##### Records provided #####

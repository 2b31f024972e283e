//! Configuration File Tests
//!
//! Tests for file-backed configuration:
//! - A saved configuration loads back unchanged
//! - Loading validates before returning
//! - A loaded configuration drives the rewrite passes

use chrono::{TimeZone, Utc};
use shardquery::ast::parse;
use shardquery::composite::{fold, Alphabet, CompositeMapping};
use shardquery::config::{ConfigError, QueryConfig};
use shardquery::errors::Severity;
use shardquery::plan::{PlanOptions, TimeFilter};
use std::fs;
use tempfile::TempDir;

// =============================================================================
// Helper Functions
// =============================================================================

fn write_config(dir: &TempDir, json: &str) -> std::path::PathBuf {
    let path = dir.path().join("query.json");
    fs::write(&path, json).unwrap();
    path
}

// =============================================================================
// Round Trip
// =============================================================================

#[test]
fn test_saved_config_loads_unchanged() {
    let dir = TempDir::new().unwrap();
    let path = dir.path().join("saved.json");

    let config = QueryConfig::new()
        .with_max_terms_to_print(7)
        .with_lenient_fields(["NAME"])
        .with_composite(CompositeMapping::new("GEO", ["GEO", "WKT_BYTE_LENGTH"]).with_separator(','))
        .with_fixed_length_field("GEO", Alphabet::Hex)
        .with_date_range(
            Utc.with_ymd_and_hms(2024, 1, 1, 0, 0, 0).unwrap(),
            Utc.with_ymd_and_hms(2024, 2, 1, 0, 0, 0).unwrap(),
        )
        .with_term_frequency_fields(["BODY"]);
    config.write_to_file(&path).unwrap();

    let loaded = QueryConfig::read_from_file(&path).unwrap();
    assert_eq!(loaded, config);
}

// =============================================================================
// Validation on Load
// =============================================================================

#[test]
fn test_missing_file_is_io_error() {
    let dir = TempDir::new().unwrap();
    let err = QueryConfig::read_from_file(&dir.path().join("absent.json")).unwrap_err();
    assert!(matches!(err, ConfigError::Io(_)));
    assert_eq!(err.code(), "SHARDQUERY_CONFIG_IO");
    assert_eq!(err.severity(), Severity::Reject);
}

#[test]
fn test_inconsistent_file_rejected() {
    let dir = TempDir::new().unwrap();
    let path = write_config(
        &dir,
        r#"{ "lenient_fields": ["NUM"], "strict_fields": ["NUM"] }"#,
    );
    let err = QueryConfig::read_from_file(&path).unwrap_err();
    assert_eq!(err.code(), "SHARDQUERY_CONFIG_INVALID");
}

#[test]
fn test_malformed_file_rejected() {
    let dir = TempDir::new().unwrap();
    let path = write_config(&dir, r#"{ "composites": "GEO" }"#);
    let err = QueryConfig::read_from_file(&path).unwrap_err();
    assert_eq!(err.code(), "SHARDQUERY_CONFIG_JSON");
}

// =============================================================================
// Loaded Configuration Drives Passes
// =============================================================================

#[test]
fn test_loaded_composites_fold() {
    let dir = TempDir::new().unwrap();
    let path = write_config(
        &dir,
        r#"{
            "composites": [{ "name": "COLOR_WHEELS", "components": ["COLOR", "WHEELS"], "separator": "," }]
        }"#,
    );
    let config = QueryConfig::read_from_file(&path).unwrap();
    let folded = fold(&parse("COLOR == 'red' && WHEELS == '4'").unwrap(), &config);
    assert_eq!(folded.to_query(), "COLOR_WHEELS == 'red,4'");
}

#[test]
fn test_loaded_dates_become_time_filter() {
    let dir = TempDir::new().unwrap();
    let path = write_config(
        &dir,
        r#"{
            "begin_date": "2024-01-01T00:00:00Z",
            "end_date": "2024-01-02T00:00:00Z",
            "aggregation_fields": ["NAME"]
        }"#,
    );
    let config = QueryConfig::read_from_file(&path).unwrap();
    let options = PlanOptions::from_config(&config);

    let begin = Utc.with_ymd_and_hms(2024, 1, 1, 0, 0, 0).unwrap().timestamp_millis();
    let end = Utc.with_ymd_and_hms(2024, 1, 2, 0, 0, 0).unwrap().timestamp_millis();
    assert_eq!(options.time_filter, Some(TimeFilter::new(begin, end)));
    assert!(options.aggregation_fields.contains("NAME"));
}
//! Composite range folding
//!
//! Within each conjunction, bounds on the components of a composite mapping
//! are replaced by one lookup on the composite field:
//!
//! - all components equal: a single `Eq` on the composite
//! - otherwise: a `Bounded` composite range plus the original predicates
//!   under a `Delayed` marker, which keeps evaluation exact
//!
//! Mappings are tried longest first and a predicate is consumed by at most
//! one mapping. Component siblings of a disjunction are distributed into
//! its disjuncts when that lets a disjunct fold. Negations and
//! evaluation-only subtrees are left untouched.

use std::cmp::Reverse;
use std::collections::{BTreeMap, BTreeSet};

use tracing::{debug, trace};

use crate::ast::{CompareOp, Comparison, ExprNode, Literal, MarkerKind};
use crate::config::QueryConfig;

use super::bounds::{composite_term, ComponentBound, CompositeTerm};
use super::mapping::{Alphabet, CompositeMapping};

/// Folds component predicates into composite lookups
pub fn fold(tree: &ExprNode, config: &QueryConfig) -> ExprNode {
    CompositeFolder::new(config).fold(tree)
}

/// Bounds on one field gathered from the children of a conjunction
#[derive(Debug, Default)]
struct Candidate {
    bound: ComponentBound,
    indices: Vec<usize>,
    conflict: bool,
}

impl Candidate {
    fn add(&mut self, lower: Option<(CompareOp, String)>, upper: Option<(CompareOp, String)>, index: usize) {
        if (lower.is_some() && self.bound.lower.is_some()) || (upper.is_some() && self.bound.upper.is_some()) {
            self.conflict = true;
        }
        if lower.is_some() {
            self.bound.lower = lower;
        }
        if upper.is_some() {
            self.bound.upper = upper;
        }
        self.indices.push(index);
    }
}

fn bound_of(c: &Comparison) -> Option<(CompareOp, String)> {
    c.literal.text().map(|v| (c.op, v.to_string()))
}

/// Collects usable per-field bounds from conjunction children
fn collect_candidates(children: &[ExprNode]) -> BTreeMap<String, Candidate> {
    let mut candidates: BTreeMap<String, Candidate> = BTreeMap::new();
    for (index, child) in children.iter().enumerate() {
        let node = child.unwrap_references();
        if let Some((lower, upper)) = node.bounded_parts() {
            candidates
                .entry(lower.field.clone())
                .or_default()
                .add(bound_of(lower), bound_of(upper), index);
            continue;
        }
        let Some(c) = node.as_comparison() else {
            continue;
        };
        let Some(bound) = bound_of(c) else {
            continue;
        };
        let entry = candidates.entry(c.field.clone()).or_default();
        match c.op {
            CompareOp::Eq => entry.add(Some(bound.clone()), Some(bound), index),
            CompareOp::Gt | CompareOp::Ge => entry.add(Some(bound), None, index),
            CompareOp::Lt | CompareOp::Le => entry.add(None, Some(bound), index),
            _ => {}
        }
    }
    candidates.retain(|_, c| !c.conflict && !c.indices.is_empty());
    candidates
}

/// Composite folder over a fixed configuration
pub struct CompositeFolder<'a> {
    config: &'a QueryConfig,
    mappings: Vec<&'a CompositeMapping>,
}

#####

◆ **Instructions for the task**
Scan the listing for "Severity" and copy out each line that has it.

◆ **Response box**
use shardquery::errors::Severity;
    assert_eq!(err.severity(), Severity::Reject);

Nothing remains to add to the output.